Bangladesh is the Obama administration’s priority country in the global health initiative.
During his visit, Mozena toured the university’s neonatal intensive care unit, the Centre for Neurodevelopment and Autism in Children, the Palliative Care Unit and the university’s proposed expansion site.
He particularly praised university’s leadership role in reducing breathing difficulties of newborns through the US government and UNICEF supported Helping Babies Breathe initiative.
Breathing difficulties causes 20 percent of all newborn deaths, but the new initiative used simple bag and mask device to help babies resuscitate.
The university has so far imparted training to 17,000 birth attendants across Bangladesh. The goal is to train an additional 30,000 birth attendants.
“This dynamic, innovative public-private partnership brings good hope that Bangladesh can greatly reduce or even eliminate birth asphyxia,” the ambassador said extolling Bangladesh’s target to cut preventable child deaths by 2035.
He said he was impressed to see the Centre for Neurodevelopment and Autism and appreciated Prime Minister Sheikh Hasina’s daughter Saima Hossain Putul who he said “has done so much to focus public and government attention on the challenges of autism in Bangladesh”.
He also lauded the doctors and staff of the university which was set up in April 1998.
The outgoing mission director of USAID Richard Greene also stressed the ‘critical role’ of the university in the government’s target to cut preventable child deaths by 2035.

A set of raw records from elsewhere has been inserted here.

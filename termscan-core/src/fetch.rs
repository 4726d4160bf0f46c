//! Remote document retrieval
//!
//! The only I/O in the crate. Requests are blocking, bounded by a timeout,
//! and never retried: every failure is returned to the caller as-is.

use crate::error::ScanError;
use crate::extract::extract_document;
use reqwest::blocking::Client;
use std::time::Duration;
use tracing::{debug, info, warn};
use url::Url;

/// Desktop browser identification; many sites refuse obvious bots
pub const DEFAULT_USER_AGENT: &str = "Mozilla/5.0 (Windows NT 10.0; Win64; x64) AppleWebKit/537.36 (KHTML, like Gecko) Chrome/122.0.0.0 Safari/537.36";
pub const DEFAULT_TIMEOUT_SECS: u64 = 30;

#[derive(Debug, Clone)]
pub struct FetchOptions {
    pub timeout: Duration,
    pub user_agent: String,
}

impl Default for FetchOptions {
    fn default() -> Self {
        FetchOptions {
            timeout: Duration::from_secs(DEFAULT_TIMEOUT_SECS),
            user_agent: DEFAULT_USER_AGENT.to_string(),
        }
    }
}

/// Accept only absolute http(s) URLs
pub fn validate_url(raw: &str) -> Result<Url, ScanError> {
    let invalid = |reason: String| ScanError::InvalidInput {
        url: raw.to_string(),
        reason,
    };

    let url = Url::parse(raw.trim()).map_err(|e| invalid(e.to_string()))?;
    match url.scheme() {
        "http" | "https" => Ok(url),
        other => Err(invalid(format!(
            "scheme must be http or https (got '{}')",
            other
        ))),
    }
}

/// GET the page and return its HTML
pub fn fetch_html(url: &Url, options: &FetchOptions) -> Result<String, ScanError> {
    let failed = |reason: String| ScanError::FetchFailed {
        url: url.to_string(),
        reason,
    };

    let client = Client::builder()
        .user_agent(options.user_agent.as_str())
        .timeout(options.timeout)
        .build()
        .map_err(|e| failed(format!("could not build HTTP client: {}", e)))?;

    debug!(%url, timeout_secs = options.timeout.as_secs(), "fetching document");
    let response = client.get(url.as_str()).send().map_err(|e| {
        if e.is_timeout() {
            failed(format!("timed out after {}s", options.timeout.as_secs()))
        } else {
            failed(e.to_string())
        }
    })?;

    let status = response.status();
    if !status.is_success() {
        return Err(failed(format!("server responded with {}", status)));
    }

    let body = response.text().map_err(|e| failed(e.to_string()))?;
    info!(%url, bytes = body.len(), "fetched document");
    Ok(body)
}

/// Validate, fetch and extract the filtered plain text of a page
pub fn fetch_document(raw_url: &str, options: &FetchOptions) -> Result<String, ScanError> {
    let url = validate_url(raw_url)?;
    let html = fetch_html(&url, options)?;
    extract_document(&html).inspect_err(|e| {
        warn!(%url, error = %e, "extraction blocked");
    })
}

University’s Pro-VC Prof Mohammad Shahidullah presented the details of the university’s activities after the ambassador’s visit and said they were collaborating with different global institutes for training and research.
The university currently maintains collaboration with the Rockefeller Foundation, All Indian Institute of Medical Sciences, Singapore, Nepal, Bhutan, Turkey and Sweden.
The vice-chancellor Prof Pran Gopal Datta also encouraged more foreign cooperation for training doctors, nurses and other staff.